▸ **YOUR INSTRUCTIONS**:
Please reproduce verbatim the lines below, from the first through the one with "if ccw.is_none_or(|(_, best)|".

(Dataset entries)
━━━━━━━━━━━━━━━━━━━━
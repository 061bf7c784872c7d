use std::f32::consts::TAU;

use bevy::math::Vec2;

use super::{even_split, exact_match};

/// Children placed by direction around an optional center child, blended inside the triangle
/// formed by the origin and the two angularly nearest children.
#[derive(Debug, Clone, PartialEq)]
pub struct SimpleDirectional2D {
    pub parameters: [usize; 2],
    positions: Vec<Vec2>,
    center: Option<usize>,
}

const CENTER_EPSILON: f32 = 1e-5;

impl SimpleDirectional2D {
    pub fn new(parameters: [usize; 2], positions: Vec<Vec2>) -> Self {
        let center = positions
            .iter()
            .position(|position| position.length_squared() < CENTER_EPSILON * CENTER_EPSILON);
        Self {
            parameters,
            positions,
            center,
        }
    }

    pub fn positions(&self) -> &[Vec2] {
        &self.positions
    }

    pub fn weights(&self, query: Vec2, out: &mut [f32]) {
        out.fill(0.);
        if exact_match(&self.positions, query, out) {
            return;
        }

        let query_angle = query.to_angle();
        let mut ccw: Option<(usize, f32)> = None;
        let mut cw: Option<(usize, f32)> = None;
        for (index, position) in self.positions.iter().enumerate() {
            if Some(index) == self.center {
                continue;
            }
            let delta = (position.to_angle() - query_angle).rem_euclid(TAU);
            if ccw.is_none_or(|(_, best)| delta < best) {
                ccw = Some((index, delta));
            }
            if cw.is_none_or(|(_, best)| delta > best) {
                cw = Some((index, delta));
            }
        }

        let (Some((a, _)), Some((b, _))) = (ccw, cw) else {
            even_split(out);
            return;
        };
        if a == b {
            even_split(out);
            return;
        }

        let (pa, pb) = (self.positions[a], self.positions[b]);
        let det = pa.perp_dot(pb);
        if det.abs() < 1e-6 {
            even_split(out);
            return;
        }
        let mut wa = (query.perp_dot(pb) / det).max(0.);
        let mut wb = (pa.perp_dot(query) / det).max(0.);
        let sum = wa + wb;

        match self.center {
            Some(center) if sum <= 1. => {
                out[center] = 1. - sum;
            }
            _ => {
                if sum <= f32::EPSILON {
                    even_split(out);
                    return;
                }
                wa /= sum;
                wb /= sum;
            }
        }
        out[a] = wa;
        out[b] = wb;
    }
}

#[cfg(test)]
mod test {
    use super::*;

    fn cross() -> SimpleDirectional2D {
        SimpleDirectional2D::new(
            [0, 1],
            vec![
                Vec2::ZERO,
                Vec2::new(0., 1.),
                Vec2::new(1., 0.),
                Vec2::new(0., -1.),
                Vec2::new(-1., 0.),
            ],
        )
    }

    #[test]
    fn test_exact_positions() {
        let blend = cross();
        let mut out = [0.; 5];
        for (index, position) in blend.positions().to_vec().into_iter().enumerate() {
            blend.weights(position, &mut out);
            for (other, weight) in out.iter().enumerate() {
                assert_eq!(*weight, if other == index { 1. } else { 0. });
            }
        }
    }

    #[test]
    fn test_inside_triangle() {
        let blend = cross();
        let mut out = [0.; 5];
        blend.weights(Vec2::new(0.25, 0.5), &mut out);
        assert!((out[1] - 0.5).abs() < 1e-5);
        assert!((out[2] - 0.25).abs() < 1e-5);
        assert!((out[0] - 0.25).abs() < 1e-5);
        assert_eq!(out[3] + out[4], 0.);
    }

    #[test]
    fn test_outside_is_normalized() {
        let blend = cross();
        let mut out = [0.; 5];
        blend.weights(Vec2::new(2., 2.), &mut out);
        assert!((out[1] - 0.5).abs() < 1e-5);
        assert!((out[2] - 0.5).abs() < 1e-5);
        assert_eq!(out[0], 0.);
    }

    #[test]
    fn test_single_direction_is_even_split() {
        let blend = SimpleDirectional2D::new([0, 1], vec![Vec2::ZERO, Vec2::X]);
        let mut out = [0.; 2];
        blend.weights(Vec2::new(0.3, 0.3), &mut out);
        assert_eq!(out, [0.5, 0.5]);
    }
}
━━━━━━━━━━━━━━━━━━━━
▸ **ANSWER AREA**:
repository 061bf7c784872c7d
use std::f32::consts::TAU;

use bevy::math::Vec2;

use super::{even_split, exact_match};

/// Children placed by direction around an optional center child, blended inside the triangle
/// formed by the origin and the two angularly nearest children.
#[derive(Debug, Clone, PartialEq)]
pub struct SimpleDirectional2D {
    pub parameters: [usize; 2],
    positions: Vec<Vec2>,
    center: Option<usize>,
}

const CENTER_EPSILON: f32 = 1e-5;

impl SimpleDirectional2D {
    pub fn new(parameters: [usize; 2], positions: Vec<Vec2>) -> Self {
        let center = positions
            .iter()
            .position(|position| position.length_squared() < CENTER_EPSILON * CENTER_EPSILON);
        Self {
            parameters,
            positions,
            center,
        }
    }

    pub fn positions(&self) -> &[Vec2] {
        &self.positions
    }

    pub fn weights(&self, query: Vec2, out: &mut [f32]) {
        out.fill(0.);
        if exact_match(&self.positions, query, out) {
            return;
        }

        let query_angle = query.to_angle();
        let mut ccw: Option<(usize, f32)> = None;
        let mut cw: Option<(usize, f32)> = None;
        for (index, position) in self.positions.iter().enumerate() {
            if Some(index) == self.center {
                continue;
            }
            let delta = (position.to_angle() - query_angle).rem_euclid(TAU);
            if ccw.is_none_or(|(_, best)| delta < best) {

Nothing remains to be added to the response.